稻田人工湿地系统中控制养分循环的土壤微生物组成特征与地理学格局

Microbial community is the largest reservoir of functional genes and enzymes, and one of key players mediating global ecosystem change and soil nutrient cycling, which has significant impact on ecosystem services and environment. However, due to its micro-scale, technical difficulties of isolation and culturing, and complexity of community structures, it has been a long time that microbial ecology is the weakest link of ecology studies. This project will focus on microbial biodiversity and biogeography of China's constructed wetlands, with a focus on paddy fields, and the functional mechanism of microbes to regulate soil nutrient cycling. We will select constructed wetlands representing typical rice-growing regions throughout the country, conduct large-scale metagenomics and functional studies for wetland soils with several spatial scales. Combined with bioinformatics and network biology approaches, we will profile microbial biodiversity and understand the underlying shaping mechanism. We will also reveal the microbial biogeographic rules and therefore make a breakthrough in microbial ecology theories. Meanwhile, we will identify key functional genes involved in soil nutrient cycling, and establish a predictive system for evaluating and monitoring wetland soil, which provides the scientific basis and potential regulatory strategies for constructed wetland management. This project, with its cutting-edge, interdisciplinary characters, has important theoretical and practical values.

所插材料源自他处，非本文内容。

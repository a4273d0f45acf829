#![cfg(feature = "cli")]

use predicates::str;
use rstest::rstest;
use test_utilities::*;

#[test]
fn command() -> Result<(), Box<dyn std::error::Error>> {
	tilecover_cmd()
		.assert()
		.failure()
		.code(2)
		.stdout(str::is_empty())
		.stderr(str::contains(format!("Usage: {BINARY_NAME} [OPTIONS] <COMMAND>")));
	Ok(())
}

#[rstest]
#[case("cover", "[OPTIONS] [CONFIG]")]
#[case("scales", "[OPTIONS] [CONFIG]")]
fn subcommand(#[case] sub_command: &str, #[case] usage: &str) -> Result<(), Box<dyn std::error::Error>> {
	tilecover_cmd()
		.args(sub_command.split(' '))
		.assert()
		.failure()
		.code(2)
		.stdout(str::is_empty())
		.stderr(str::contains(format!("Usage: {BINARY_NAME} {sub_command} {usage}")));
	Ok(())
}

#[test]
fn missing_config_file() -> Result<(), Box<dyn std::error::Error>> {
	tilecover_cmd()
		.args(["cover", "does_not_exist.yml"])
		.assert()
		.failure()
		.code(1)
		.stdout(str::is_empty())
		.stderr(str::contains("does_not_exist.yml"));
	Ok(())
}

环境微生物是地球上最大的功能基因和酶资源的提供者，也是驱动地质化学循环的的关键因素之一，对生态系统的功能及其环境效应有重要影响。但由于微生物尺度、分离培养的困难、群落结构的复杂性等因素，长久以来，对微生物分布和演变的相关机理研究十分薄弱。本项目针对我国典型的人工湿地－稻田，重点研究淹水厌氧环境下土壤生物多样性及生物地理学分布规律，识别控制养分循环的功能微生物组成。项目选择我国从南到北的典型稻田生态系统产区为主的人工湿地，结合生物信息学和网络生物学方法，利用宏基因组学在样点－样地－样带的多个空间尺度研究我国不同气候带人工土微生物组成和生物多样性特征、形成机制和控制因素，完善和更新微生物地理学分布理论；通过识别参与土壤养分循环的关键功能微生物和基因，建立评价人工湿地土壤功能的指标体系，为调控人工湿地功能的土壤管理措施提供科学依据。项目是多学科交叉的一个前沿性方向，具有重要的理论和实践意义。

本项目依托我国稻田资源丰富的优势，广泛收集我国境内的水稻田土壤样品，获取微生物基因组DNA，通过对于针对细菌和古菌的16S rRNA 基因、针对真菌的ITS和部分功能基因的序列分析，结合多种统计方法，考察水稻田土壤微生物的空间分布特征及形成机制，并探讨宏观生态学对于土壤微生物的适用性。取得的主要进展包括（1）发现了温度是驱动全国范围内我国稻田土壤微生物空间周转率纬度分布特征的主要因素，且微生物的空间周转率随温度变化符合代谢生态理论；（2）证明了水稻田土壤微生物在不同空间尺度下（区域尺度、中尺度、景观尺度）均有显著的距离-衰减关系；（3）比较了功能种群、细菌、真菌异同，发现不同气候带下细菌-真菌网络结构差异显著，不同水稻土共有的核心物种作为微生物生态网络的关键物种调控了氮素转化过程；（4）识别了一批可表征稻田土壤N2O排放、厌氧条件下甲烷排放的功能微生物。本项目为微生物生态学理论框架的建立提供了依据，在本项目的资助下已发表SCI论文14篇，另有3篇论文在审；培养研究生15名，博士后3名。